Przemysław Wechterowicz and Emilia Dziubak, Hug Me, Please

So they walk along, finding their intended huggees, and hugging them. Usually willingly, but some recipients are less keen on being bearhandled by what is a very large bear, even if it’s Little Bear. But they mean well. There is no eating of anyone, especially since they make the wolf miss the girl in red.

Even the hunter gets a hug, since ‘it would be rude not to’ according to Daddy Bear.

Lovely. And both books so very huggy.

Melling and Murray

I know. They sound like solicitors, don’t they?  But they’re not. At least, I don’t believe they are. Unusual combination; picture book illustrator/author and solicitor.

For some time now I’ve been casting my eyes on David Melling’s D is for Duck! which is just as loveable an ABC picture book that you’d expect from Hugless Douglas’s Dad.

David Melling, D is for Duck

Duck is a magician and he magics lots of little animal friends out of his hat for his ABC, with himself as D. All goes well until he happens to magic up a Lion. A Lion that might want to eat his A to I. (J is Jungle and K is King.) Duck quickly needs to think of something, so he does…

In my Bookbug conference bag I found Alison Murray’s Apple Pie ABC, which I enjoyed a lot. I’m less used to ABCs that use short phrases to get round the problem of what you choose as your your letters, while also managing to tell a story, because there is more to work with.

Alison Murray, Apple Pie ABC

Here we have a dog who is plotting to eat the Apple Pie, which is being Baked and Cooled and Dished Out, and so on. The dog is both clever and surprisingly obedient until, well, until something happens to the pie.

Both books have gorgeous pictures and both have rather charming, if not perfectly behaved, main animal characters. We’re yet again in the situation when I need someone to read aloud to.

Give us a hug!

Awww… Hugless Douglas is so sweet! And so, well, confused. But cute.

Douglas, who is a very young and very brown and pretty big bear, wakes up one morning, needing a hug. Not being all that clued up on who would be likeliest to give him his hug, Douglas wanders off in search of one.

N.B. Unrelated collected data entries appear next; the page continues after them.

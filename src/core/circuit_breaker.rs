//! Per-provider circuit breaker.
//!
//! State machine:
//!
//! - **Closed**: calls pass through; `failure_threshold` consecutive failures open the circuit.
//! - **Open**: calls are rejected without running; after `timeout` the next call is admitted
//!   and the breaker moves to half-open first.
//! - **HalfOpen**: at most `half_open_max_calls` probes run at once; one failure re-opens,
//!   `success_threshold` consecutive successes close.

use chrono::{DateTime, Utc};
use serde::{Deserialize, Serialize};
use std::future::Future;
use std::sync::atomic::{AtomicU32, Ordering};
use std::sync::{Arc, Mutex, MutexGuard};
use std::time::{Duration, Instant};

/// Circuit breaker configuration.
#[derive(Debug, Clone, PartialEq, Eq)]
pub struct CircuitBreakerConfig {
    /// Consecutive failures that open a closed circuit.
    pub failure_threshold: u32,
    /// Consecutive half-open successes that close the circuit.
    pub success_threshold: u32,
    /// Cool-down before an open circuit admits a probe.
    pub timeout: Duration,
    /// Concurrent probes allowed while half-open.
    pub half_open_max_calls: u32,
}

impl Default for CircuitBreakerConfig {
    fn default() -> Self {
        Self {
            failure_threshold: 5,
            success_threshold: 2,
            timeout: Duration::from_secs(30),
            half_open_max_calls: 1,
        }
    }
}

/// Circuit breaker state.
#[derive(Debug, Clone, Copy, PartialEq, Eq, Hash, Serialize, Deserialize)]
#[serde(rename_all = "snake_case")]
pub enum CircuitState {
    Closed,
    Open,
    HalfOpen,
}

impl std::fmt::Display for CircuitState {
    fn fmt(&self, f: &mut std::fmt::Formatter<'_>) -> std::fmt::Result {
        match self {
            CircuitState::Closed => write!(f, "closed"),
            CircuitState::Open => write!(f, "open"),
            CircuitState::HalfOpen => write!(f, "half-open"),
        }
    }
}

/// Callback invoked with `(name, from, to)` after every state change.
pub type StateChangeCallback = Arc<dyn Fn(&str, CircuitState, CircuitState) + Send + Sync>;

/// Error returned by [`CircuitBreaker::execute`].
#[derive(Debug)]
pub enum BreakerError<E> {
    /// The call was rejected and never ran.
    Open { name: String },
    /// The call ran and failed.
    Inner(E),
}

impl<E> BreakerError<E> {
    pub fn is_open(&self) -> bool {
        matches!(self, BreakerError::Open { .. })
    }

    pub fn into_inner(self) -> Option<E> {
        match self {
            BreakerError::Open { .. } => None,
            BreakerError::Inner(e) => Some(e),
        }
    }
}

impl<E: std::fmt::Display> std::fmt::Display for BreakerError<E> {
    fn fmt(&self, f: &mut std::fmt::Formatter<'_>) -> std::fmt::Result {
        match self {
            BreakerError::Open { name } => write!(f, "circuit breaker '{}' is open", name),
            BreakerError::Inner(e) => e.fmt(f),
        }
    }
}

impl<E> std::error::Error for BreakerError<E>
where
    E: std::error::Error + 'static,
{
    fn source(&self) -> Option<&(dyn std::error::Error + 'static)> {
        match self {
            BreakerError::Open { .. } => None,
            BreakerError::Inner(e) => Some(e),
        }
    }
}

/// Read-only snapshot of a breaker.
#[derive(Debug, Clone, Serialize)]
pub struct CircuitBreakerStats {
    pub name: String,
    pub state: CircuitState,
    pub total_calls: u64,
    pub success_count: u64,
    pub failure_count: u64,
    pub consecutive_failures: u32,
    pub consecutive_successes: u32,
    pub last_failure_time: Option<DateTime<Utc>>,
    pub last_state_change: DateTime<Utc>,
    pub half_open_calls: u32,
    pub failure_threshold: u32,
    pub success_threshold: u32,
    pub timeout_ms: u64,
    pub half_open_max_calls: u32,
}

#[derive(Debug)]
struct Inner {
    state: CircuitState,
    consecutive_failures: u32,
    consecutive_successes: u32,
    total_calls: u64,
    success_count: u64,
    failure_count: u64,
    opened_at: Option<Instant>,
    last_failure_time: Option<DateTime<Utc>>,
    last_state_change: DateTime<Utc>,
}

impl Inner {
    fn new() -> Self {
        Self {
            state: CircuitState::Closed,
            consecutive_failures: 0,
            consecutive_successes: 0,
            total_calls: 0,
            success_count: 0,
            failure_count: 0,
            opened_at: None,
            last_failure_time: None,
            last_state_change: Utc::now(),
        }
    }

    /// Move to `to`, returning the transition if the state actually changed.
    fn transition(&mut self, to: CircuitState) -> Option<(CircuitState, CircuitState)> {
        let from = self.state;
        if from == to {
            return None;
        }

        self.state = to;
        self.last_state_change = Utc::now();
        match to {
            CircuitState::Open => {
                self.opened_at = Some(Instant::now());
                self.consecutive_successes = 0;
            }
            CircuitState::HalfOpen => {
                self.consecutive_successes = 0;
            }
            CircuitState::Closed => {
                self.consecutive_failures = 0;
                self.consecutive_successes = 0;
                self.opened_at = None;
            }
        }

        Some((from, to))
    }
}

/// Releases a half-open probe slot when dropped, including when the
/// guarded call is cancelled.
struct ProbeGuard<'a> {
    counter: &'a AtomicU32,
}

impl Drop for ProbeGuard<'_> {
    fn drop(&mut self) {
        self.counter.fetch_sub(1, Ordering::AcqRel);
    }
}

/// Failure-isolation state machine for one provider.
pub struct CircuitBreaker {
    name: String,
    config: CircuitBreakerConfig,
    inner: Mutex<Inner>,
    half_open_calls: AtomicU32,
    on_state_change: Option<StateChangeCallback>,
}

impl std::fmt::Debug for CircuitBreaker {
    fn fmt(&self, f: &mut std::fmt::Formatter<'_>) -> std::fmt::Result {
        f.debug_struct("CircuitBreaker")
            .field("name", &self.name)
            .field("config", &self.config)
            .field("state", &self.state())
            .finish()
    }
}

David Melling, Hugless Douglas

He likes them big. And he likes them tall. But rocks and trees aren’t the huggiest of creatures. And sheep might be soft, but unwilling. And so it goes.

Douglas does try hard, but you can’t force the local wildlife to hug you if they are not huggers.

Luckily, Rabbit has the solution. (I believe it was Rabbit who was the sensible one in the other Hugless Douglas book as well.)

Mothers are often a good bet if you are after a hug. Not the only ones, but fairly dependable for a good squeeze. Come here!

(By David Melling. I fell so hard for Douglas that I almost forgot to mention his creator…)

Don’t Worry, Hugless Douglas

Hugless Douglas and I are both feeling the chill. The difference is he’s got a new knitted hat to wear, while I haven’t. (Too vain.)

David Melling, Don't Worry, Hugless Douglas

But then something happens to his lovely hat. While showing off to his friends, it sort of becomes unravelled, and there is very little hat left and quite a lot of ‘string and fluffy clouds’ all over the place.

Many of his friends discover alternative uses for the hat as they find it, and this hardly improves matters. It’s certainly not a Rabbit burrow hole plug, nor should it be used to line any birds’ nests.

Douglas is very sad and also worried what his dad who gave him the hat will say, but as Rabbit points out, his dad is nice, and Douglas should tell him the truth.

That’s always good advice. There will be a solution to most things, as David Melling shows us. It’s my first Hugless Douglas. Might not be my last.